Психологическая аналитика Мусы Ахмадова пульсирует в такт публицистике. Сошлюсь на подборку документальных историй, напечатанную Лулой Куни в журнале “Нана”. В совокупности своей это панорама судеб юных чеченцев, угодивших в переплет войны. Рассказы об осиротевших малышах, о ставших калеками подростках. Сколько их сегодня в республике, и у каждого своя беда.
“Мы, взрослые, — восклицает Лула Куни, — пока пребываем в неведении относительно реального количества изувеченных войной детишек. Пока предпочитаем верить лжи чиновников разных мастей, более пекущихся о теплых чиновничьих креслах, чем о реальных нуждах простых людей. Но эти дети — Н А Ш И дети. Эти дети — Н А Ш Е будущее. Думайте, господа. Думайте — и действуйте”.
Так что чеченской литературе некуда уйти от этой горькой правды — она задает и тон, и гуманистическую высоту исследования. И предрасполагает к реализму, а не к угождению вкусам литературных тусовщиков.

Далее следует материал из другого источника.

//! Error types and error codes for kvconf
//!
//! This module defines:
//! - `KvconfError`: the error taxonomy shared by the store, core and server crates
//! - `ErrorCode`: structured error codes for API responses

use serde::{Deserialize, Serialize};

/// Result alias used by every repository and ledger operation
pub type Result<T> = std::result::Result<T, KvconfError>;

/// Application-specific error types
#[derive(thiserror::Error, Debug, Clone, PartialEq, Eq)]
pub enum KvconfError {
    /// Malformed input detected at the boundary
    #[error("caused: {0}")]
    Validation(String),

    #[error("unsupported media type: {0}")]
    UnsupportedMediaType(String),

    /// No entity at the requested coordinates
    #[error("{0}")]
    NotFound(String),

    /// Duplicate idempotency token, or a group write that kept losing its CAS race
    #[error("{0}")]
    Conflict(String),

    /// Any failure communicating with the key-value backend
    #[error("backend error: {0}")]
    Backend(String),

    #[error("serialization error: {0}")]
    Serialization(String),

    /// The operation deadline expired or the request was cancelled
    #[error("operation cancelled: {0}")]
    Cancelled(String),
}

impl KvconfError {
    pub fn not_found(what: impl Into<String>) -> Self {
        KvconfError::NotFound(what.into())
    }

    pub fn validation(message: impl Into<String>) -> Self {
        KvconfError::Validation(message.into())
    }

    pub fn backend(message: impl std::fmt::Display) -> Self {
        KvconfError::Backend(message.to_string())
    }

    /// Stable error code reported to API callers
    pub fn error_code(&self) -> ErrorCode<'static> {
        match self {
            KvconfError::Validation(_) => PARAMETER_VALIDATE_ERROR,
            KvconfError::UnsupportedMediaType(_) => MEDIA_TYPE_ERROR,
            KvconfError::NotFound(_) => RESOURCE_NOT_FOUND,
            KvconfError::Conflict(_) => RESOURCE_CONFLICT,
            KvconfError::Backend(_) => DATA_ACCESS_ERROR,
            KvconfError::Serialization(_) => PARSING_DATA_FAILED,
            KvconfError::Cancelled(_) => REQUEST_CANCELLED,
        }
    }

    pub fn is_not_found(&self) -> bool {
        matches!(self, KvconfError::NotFound(_))
    }
}

impl From<serde_json::Error> for KvconfError {
    fn from(value: serde_json::Error) -> Self {
        KvconfError::Serialization(value.to_string())
    }
}

/// Error code structure for API responses
#[derive(Clone, Debug, Default, PartialEq, Eq, Serialize, Deserialize)]
pub struct ErrorCode<'a> {
    pub code: i32,
    pub message: &'a str,
}

pub const SUCCESS: ErrorCode<'static> = ErrorCode {
    code: 0,
    message: "success",
};

pub const DATA_ACCESS_ERROR: ErrorCode<'static> = ErrorCode {
    code: 10002,
    message: "data access error",
};

pub const PARAMETER_VALIDATE_ERROR: ErrorCode<'static> = ErrorCode {
    code: 20002,
    message: "parameter validate error",
};

pub const MEDIA_TYPE_ERROR: ErrorCode<'static> = ErrorCode {
    code: 20003,
    message: "MediaType Error",
};

pub const RESOURCE_NOT_FOUND: ErrorCode<'static> = ErrorCode {
    code: 20004,
    message: "resource not found",
};

pub const RESOURCE_CONFLICT: ErrorCode<'static> = ErrorCode {
    code: 20005,
    message: "resource conflict",
};

pub const REQUEST_CANCELLED: ErrorCode<'static> = ErrorCode {
    code: 20006,
    message: "request cancelled",
};

pub const SERVER_ERROR: ErrorCode<'static> = ErrorCode {
    code: 30000,
    message: "server error",
};

pub const PARSING_DATA_FAILED: ErrorCode<'static> = ErrorCode {
    code: 100004,
    message: "Failed to parse data",
};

У грозненского прозаика Эльбруса Минкаилова есть символическая новелла “Цель” — притча о человеке, который решил во что бы то ни стало возвести свой дом. Просторный, светлый, с видом на горы.
Он отказывал себе во всем ради своей мечты. Собственными руками бетонировал фундамент, возводил стены. И когда до заветной цели осталось совсем чуть-чуть, вспыхнула война и шальная бомба обратила его труды в ничто.
Однако минуло несколько лет, и герой снова принялся за свое, выгребая из пепелища любую малость, которая могла “понадобиться при строительстве нового дома”.
Сизифов труд? А может, полемика с мифом о Сизифе? Ведь Эльбрусу Минкаилову принадлежит и другая новелла — об израненном, изувеченном обстрелами, обреченном на гибель дереве, которое вопреки всему дало свежий побег от корня. Тема стойкости, повернутая иной стороной. Очевидная перекличка с Толстым, его знаменитым прологом к “Хаджи-Мурату” — о татарнике: “Видно было, что весь кустик был переехан колесом и уже после этого поднялся и потому стоял боком, но все-таки стоял”.
Это, понятно, о чеченском народе, но вместе с тем и о глубинном — через Толстого, через Лермонтова — родстве наших литератур. И набирающее силу творчество новых чеченских мастеров вносит свой вклад в наше общероссийское самосознание. Уроки Чечни, уроки чеченского взывают к чуткости, бережности друг к другу и к работе над ошибками.